Ms Sandell, who represents Burnham Market, said she did not support it and that it left residents feeling unfairly penalised, arguing second home owners contributed to the economy and provided jobs.
Mrs Collingham argued the claim that the extra tax may help ease the housing crisis if second home owners decide to sell was unlikely to help as the traditional jobs in these places, such as fishing have disappeared.
"Who will want to live in these Norfolk villages, to do what exactly? These jobs have gone" she said.
While Mr de Winton, who represents Brancaster, said the new rules go after the wrong people and the council should instead focus on holiday lets, which he says "do not contribute anything" to the local area.

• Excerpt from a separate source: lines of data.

impl BigQueryWarehouse {
    pub fn new(
        base_url: &str,
        project: impl Into<String>,
        location: impl Into<String>,
        auth: Arc<GcpAuth>,
        user_agent: &str,
    ) -> Result<Self> {
        let project = project.into();
        let location = location.into();
        let client = Client::builder()
            .user_agent(user_agent)
            .timeout(Duration::from_millis(QUERY_TIMEOUT_MS + 50_000))
            .build()?;
        Ok(Self {
            client,
            base_url: base_url.trim_end_matches('/').to_string(),
            dialect: Dialect::BigQuery {
                project: project.clone(),
                location: location.clone(),
            },
            project,
            location,
            auth,
        })
    }

    async fn send(&self, request: reqwest::RequestBuilder) -> Result<Value> {
        let token = self.auth.token().await?;
        let response = request.bearer_auth(token).send().await?;
        let status = response.status();
        let body: Value = response.json().await.unwrap_or(Value::Null);

        if !status.is_success() {
            let message = body
                .pointer("/error/message")
                .and_then(Value::as_str)
                .unwrap_or("no error message")
                .to_string();
            return Err(PipelineError::warehouse(format!(
                "BigQuery HTTP {}: {}",
                status.as_u16(),
                message
            )));
        }
        Ok(body)
    }

    /// Run a statement to completion and collect every result page.
    async fn run_query(&self, sql: &str, params: &[QueryParam]) -> Result<Vec<Row>> {
        let url = format!("{}/projects/{}/queries", self.base_url, self.project);
        let mut body = json!({
            "query": sql,
            "useLegacySql": false,
            "location": self.location,
            "timeoutMs": QUERY_TIMEOUT_MS,
        });
        if !params.is_empty() {
            body["parameterMode"] = json!("NAMED");
            body["queryParameters"] = Value::Array(params.iter().map(query_parameter).collect());
        }

        let mut page: QueryResponse =
            serde_json::from_value(self.send(self.client.post(&url).json(&body)).await?)?;
        check_errors(&page.errors)?;

        let job = page.job_reference.take().ok_or_else(|| {
            PipelineError::warehouse("BigQuery response is missing jobReference")
        })?;
        let location = job.location.clone().unwrap_or_else(|| self.location.clone());
        let results_url = format!(
            "{}/projects/{}/queries/{}",
            self.base_url, self.project, job.job_id
        );

        let mut polls = 0;
        while !page.job_complete {
            polls += 1;
            if polls > MAX_POLLS {
                return Err(PipelineError::warehouse(format!(
                    "BigQuery job {} did not complete",
                    job.job_id
                )));
            }
            page = self.get_results(&results_url, &location, None).await?;
        }

        let schema = page.schema.take().unwrap_or_default();
        let mut rows = convert_rows(&schema, std::mem::take(&mut page.rows));

        while let Some(token) = page.page_token.take() {
            page = self.get_results(&results_url, &location, Some(&token)).await?;
            rows.extend(convert_rows(&schema, std::mem::take(&mut page.rows)));
        }

        Ok(rows)
    }

    async fn get_results(
        &self,
        url: &str,
        location: &str,
        page_token: Option<&str>,
    ) -> Result<QueryResponse> {
        let timeout = QUERY_TIMEOUT_MS.to_string();
        let mut query: Vec<(&str, &str)> = vec![("location", location), ("timeoutMs", timeout.as_str())];
        if let Some(token) = page_token {
            query.push(("pageToken", token));
        }
        let page: QueryResponse =
            serde_json::from_value(self.send(self.client.get(url).query(&query)).await?)?;
        check_errors(&page.errors)?;
        Ok(page)
    }
}
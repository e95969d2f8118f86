//! HTML escaping for dashboard rendering.

/// Escape text for use in element content and quoted attributes.
pub fn html_escape(s: &str) -> String {
    let mut out = String::with_capacity(s.len());
    for c in s.chars() {
        match c {
            '&' => out.push_str("&amp;"),
            '<' => out.push_str("&lt;"),
            '>' => out.push_str("&gt;"),
            '"' => out.push_str("&quot;"),
            '\'' => out.push_str("&#39;"),
            c => out.push(c),
        }
    }
    out
}

#[cfg(test)]
mod tests {
    use super::*;

    #[test]
    fn test_html_escape() {
        assert_eq!(html_escape("data engineering"), "data engineering");
        assert_eq!(html_escape("<b>Rust & SQL</b>"), "&lt;b&gt;Rust &amp; SQL&lt;/b&gt;");
        assert_eq!(html_escape(r#"it's "live""#), "it&#39;s &quot;live&quot;");
    }
}
//! Idempotent upserts of a source query into a keyed table.

use super::dialect::Dialect;
use super::tables::TableDef;

/// One upsert: `source` selects exactly the target's columns, in order, at
/// most one row per key.
#[derive(Debug, Clone)]
pub struct MergeSpec {
    pub target: TableDef,
    pub source: String,
}

impl MergeSpec {
    pub fn new(target: TableDef, source: impl Into<String>) -> Self {
        Self {
            target,
            source: source.into(),
        }
    }

    /// Render the upsert as a single script for `dialect`.
    pub fn render(&self, dialect: &Dialect, dataset: &str) -> String {
        match dialect {
            Dialect::BigQuery { .. } => self.render_merge(dialect, dataset),
            Dialect::DuckDb => self.render_delete_insert(dialect, dataset),
        }
    }

    fn column_list(&self, dialect: &Dialect, prefix: &str) -> String {
        self.target
            .columns
            .iter()
            .map(|c| format!("{}{}", prefix, dialect.ident(c.name)))
            .collect::<Vec<_>>()
            .join(", ")
    }

    fn render_merge(&self, dialect: &Dialect, dataset: &str) -> String {
        let on = self
            .target
            .key
            .iter()
            .map(|k| format!("T.{0} = S.{0}", dialect.ident(k)))
            .collect::<Vec<_>>()
            .join(" AND ");
        let set = self
            .target
            .columns
            .iter()
            .filter(|c| !self.target.key.contains(&c.name))
            .map(|c| format!("{0} = S.{0}", dialect.ident(c.name)))
            .collect::<Vec<_>>()
            .join(", ");

        format!(
            "MERGE {target} AS T\nUSING (\n{source}\n) AS S\nON {on}\n\
             WHEN MATCHED THEN UPDATE SET {set}\n\
             WHEN NOT MATCHED THEN INSERT ({cols}) VALUES ({values})",
            target = dialect.table_ref(dataset, self.target.name),
            source = self.source,
            on = on,
            set = set,
            cols = self.column_list(dialect, ""),
            values = self.column_list(dialect, "S."),
        )
    }

    /// DuckDB has no MERGE; delete matching rows and insert the staged source
    /// inside one transaction.
    fn render_delete_insert(&self, dialect: &Dialect, dataset: &str) -> String {
        let target = dialect.table_ref(dataset, self.target.name);
        let temp = dialect.ident(&format!("__merge_{}", self.target.name));
        let matches = self
            .target
            .key
            .iter()
            .map(|k| {
                let qk = dialect.ident(k);
                format!("{}.{} = {}.{}", target, qk, temp, qk)
            })
            .collect::<Vec<_>>()
            .join(" AND ");
        let cols = self.column_list(dialect, "");

        format!(
            "BEGIN TRANSACTION;\n\
             CREATE OR REPLACE TEMP TABLE {temp} AS\n{source};\n\
             DELETE FROM {target} WHERE EXISTS (SELECT 1 FROM {temp} WHERE {matches});\n\
             INSERT INTO {target} ({cols}) SELECT {cols} FROM {temp};\n\
             DROP TABLE {temp};\n\
             COMMIT;",
            temp = temp,
            source = self.source,
            target = target,
            matches = matches,
            cols = cols,
        )
    }
}

#[cfg(test)]
mod tests {
    use super::*;
    use crate::warehouse::tables;

    fn spec() -> MergeSpec {
        MergeSpec::new(
            tables::dim_comments(),
            "SELECT comment_id, author_display_name, text_display, now() FROM src",
        )
    }

    #[test]
    fn test_bigquery_merge() {
        let dialect = Dialect::BigQuery {
            project: "p".into(),
            location: "US".into(),
        };
        let sql = spec().render(&dialect, "youtube_staging");
        assert!(sql.starts_with("MERGE `p.youtube_staging.dim_comments` AS T"));
        assert!(sql.contains("ON T.`comment_id` = S.`comment_id`"));
        assert!(sql.contains(
            "UPDATE SET `author_display_name` = S.`author_display_name`, \
             `comment_text` = S.`comment_text`, `last_updated` = S.`last_updated`"
        ));
        assert!(!sql.contains("SET `comment_id`"));
        assert!(sql.ends_with(
            "VALUES (S.`comment_id`, S.`author_display_name`, S.`comment_text`, S.`last_updated`)"
        ));
    }

    #[test]
    fn test_duckdb_delete_insert() {
        let spec = MergeSpec::new(tables::fact_video_statistics(), "SELECT 1");
        let sql = spec.render(&Dialect::DuckDb, "youtube_staging");
        assert!(sql.starts_with("BEGIN TRANSACTION;"));
        assert!(sql.contains(
            "\"youtube_staging\".\"fact_video_statistics\".\"video_id\" = \
             \"__merge_fact_video_statistics\".\"video_id\" AND \
             \"youtube_staging\".\"fact_video_statistics\".\"date\" = \
             \"__merge_fact_video_statistics\".\"date\""
        ));
        assert!(sql.trim_end().ends_with("COMMIT;"));
    }
}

But other members painted a different picture, with Francis Bone, leader of the Labour group, arguing that villages had been "decimated" and that it meant the hollowed-out population who live there permanently was "struggling to survive".
Terry Parish, who is in charge of the WNC administration, said there is little evidence that the increased taxation will lead to an exodus of second home owners and highlighted how the move will lead to increased revenue at a time when the council is facing a tight budget.
Claims that the wealthy second home owners will try and circumvent the new taxes by turning their properties into holiday lets - instead paying business rates - were also rebuked by Mr Parish.
He said that if they did, it would still bring more money into the district through the increased business rates.
The leader of the ruling Independent coalition has said he will attempt to negotiate for a larger share of the revenue raised through the second home levy, which is set to provide just £670,000 for the parishes and district council.
Members spoke of their wish that this could be directed to the communities most affected by second homes on the Chelsea-on-Sea coast.
The majority will instead go to Norfolk County Council which is itself facing huge financial pressures and currently is in more than £800m of debt.
Deputy leader of Norfolk County Council Andrew Jamieson, who is also a WNC member, highlighted the growing costs County Hall faces, and indicated it will be unlikely these negotiations will result in any changes to the split of the pot.
Following a lengthy debate, councillors voted to approve the second home tax levy, as well as changes to the amount it can charge owners of empty properties, which could raise an additional £780,000 in revenue.